Il avait organisé des prières dans toutes les églises du pays et avait fait le tour
des radios et télévisions pour avertir les pauvres
argentins de l'apocalypse qui les attendait. Il en profitait – du
temps qu'il tenait le micro- pour vilipender pèle-même le mariage
des prêtres, la légalisation de l’avortement, le contrôle des
naissances, l’ordination de femmes, et le droit octroyé aux
transsexuels de se faire reconnaître par l'état civil.
Ne nous attendons
pas qu'il sorte grand'chose de positif pour les LGBT du synode sur la
famille qui se tient actuellement à Rome. Outre que l'opinion
majoritaire de l'assemblée est clairement homophobe, il est patent
que les déclarations tiédasses du pape sur le sujet ne tendent qu'à
vouloir faire croire aux médias admiratifs qu'il « aura
essayé » de faire quelque chose. Plus on observe sa carrière
« politico-ecclésiastique », plus on comprend qu'il ne
souhaite en réalité aucune avancée dans ce domaine.
La preuve nous en
est fournie par le soutien sans faille accordé par le pouvoir
vatican à l’évêque de Coire, un petit suisse qui avançait pour
doctrine à l'égard des homosexuels le passage du Lévitique (20/13)

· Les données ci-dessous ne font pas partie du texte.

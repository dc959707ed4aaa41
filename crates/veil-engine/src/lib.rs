//! # veil-engine — Anti-debug decision engine
//!
//! `Plugin` implements `veil_core::Interceptor` on top of the collaborator
//! traits: it captures arguments on entry, decides whether the real
//! service runs, and falsifies what the caller sees on return.
//!
//! ```text
//!   entry event ──▶ entry::on_entry ──▶ Continue ─────────▶ real service ─┐
//!                        │                                                │
//!                        └──────────▶ Redirect(Substitute) ─▶ substitute ─┤
//!                                                                         ▼
//!                                              exit::on_return ◀── return event
//! ```
//!
//! State crosses from entry to return only through the `SlotStore`. Every
//! write to caller memory goes through `MemoryAccess`. Nothing in the
//! callback path logs; applied patches land in the `PatchTrail`.

pub mod config;
pub mod lifecycle;
pub mod entry;
pub mod exit;
pub mod substitute;
pub mod close;

#[cfg(test)]
mod scenarios;

pub use config::PluginConfig;

use veil_core::call::{Action, CallId, Interceptor, Substitute};
use veil_core::exec::ExecutionContext;
use veil_core::machine::{CallerInfo, MachineState};
use veil_core::memory::MemoryAccess;
use veil_core::object::HandleTable;
use veil_core::slots::SlotStore;
use veil_core::status::NtStatus;
use veil_module::{LocalSlots, PatchTrail, SimKernel, SimMemory};

use std::sync::atomic::AtomicBool;
use std::sync::Arc;

/// The anti-debug plugin.
///
/// - `S`: where entry parks state for return
/// - `M`: fault-contained access to caller memory
/// - `H`: object manager
/// - `X`: executive (previous mode, debug port, priority)
pub struct Plugin<S, M, H, X> {
    pub config: PluginConfig,
    pub slots: S,
    pub memory: M,
    pub handles: H,
    pub exec: X,
    pub trail: PatchTrail,
    initialized: AtomicBool,
}

/// Plugin over the simulated kernel and address space. `handles` and
/// `exec` share one `SimKernel`.
pub type SimPlugin = Plugin<LocalSlots, Arc<SimMemory>, Arc<SimKernel>, Arc<SimKernel>>;

impl<S, M, H, X> Plugin<S, M, H, X>
where
    S: SlotStore,
    M: MemoryAccess,
    H: HandleTable,
    X: ExecutionContext,
{
    pub fn new(config: PluginConfig, slots: S, memory: M, handles: H, exec: X) -> Self {
        let trail = PatchTrail::new(config.trail_depth);
        Self {
            config,
            slots,
            memory,
            handles,
            exec,
            trail,
            initialized: AtomicBool::new(false),
        }
    }

    /// Entry for hosts that hand over raw probe ids. Unknown ids continue.
    pub fn on_entry_raw(&self, probe_id: u32, state: &mut dyn MachineState, caller: &CallerInfo) -> Action {
        match CallId::from_raw(probe_id) {
            Some(call) => self.on_entry(call, state, caller),
            None => Action::Continue,
        }
    }

    /// Return for hosts that hand over raw probe ids. Unknown ids are ignored.
    pub fn on_return_raw(&self, probe_id: u32, state: &mut dyn MachineState, caller: &CallerInfo) {
        if let Some(call) = CallId::from_raw(probe_id) {
            self.on_return(call, state, caller);
        }
    }
}

impl SimPlugin {
    /// Fresh plugin over a new `SimMemory` and `SimKernel`.
    pub fn simulated(config: PluginConfig) -> Self {
        let kernel = Arc::new(SimKernel::new());
        Plugin::new(
            config,
            LocalSlots::new(),
            Arc::new(SimMemory::new()),
            Arc::clone(&kernel),
            kernel,
        )
    }
}

impl<S, M, H, X> Interceptor for Plugin<S, M, H, X>
where
    S: SlotStore,
    M: MemoryAccess,
    H: HandleTable,
    X: ExecutionContext,
{
    fn is_target(&self, caller: &CallerInfo) -> bool {
        lifecycle::is_target(&self.config, caller)
    }

    fn on_entry(&self, call: CallId, state: &mut dyn MachineState, _caller: &CallerInfo) -> Action {
        entry::on_entry(self, call, state)
    }

    fn on_return(&self, call: CallId, state: &mut dyn MachineState, _caller: &CallerInfo) {
        exit::on_return(self, call, state)
    }

    fn run_substitute(&self, substitute: Substitute, state: &mut dyn MachineState) -> Option<NtStatus> {
        match substitute {
            Substitute::SetInformationThread => {
                let status = substitute::set_information_thread(&self.handles, &self.memory, &self.exec, state);
                self.trail.record(
                    CallId::SetInformationThread,
                    state.thread_key(),
                    veil_module::Patch::HideFromDebuggerSet(status),
                );
                Some(status)
            }
            Substitute::Close => substitute::close(),
        }
    }
}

qui a provoqué tant de massacres au cours de l'histoire :
«Si
un homme couche avec un homme comme on couche avec une femme, ils
commettent tous deux une abomination. Ils seront punis de mort, leur
sang retombera sur eux».
Une association
suisse a porté plainte contre lui pour « incitation au
meurtre ». Le ministère public du Canton des Grisons vient de déclarer la plainte sans suite, affirmant que l'incitation publique
au crime ou à la violence (article 259 du Code pénal suisse),
n'était pas clairement établie dans cette déclaration publique.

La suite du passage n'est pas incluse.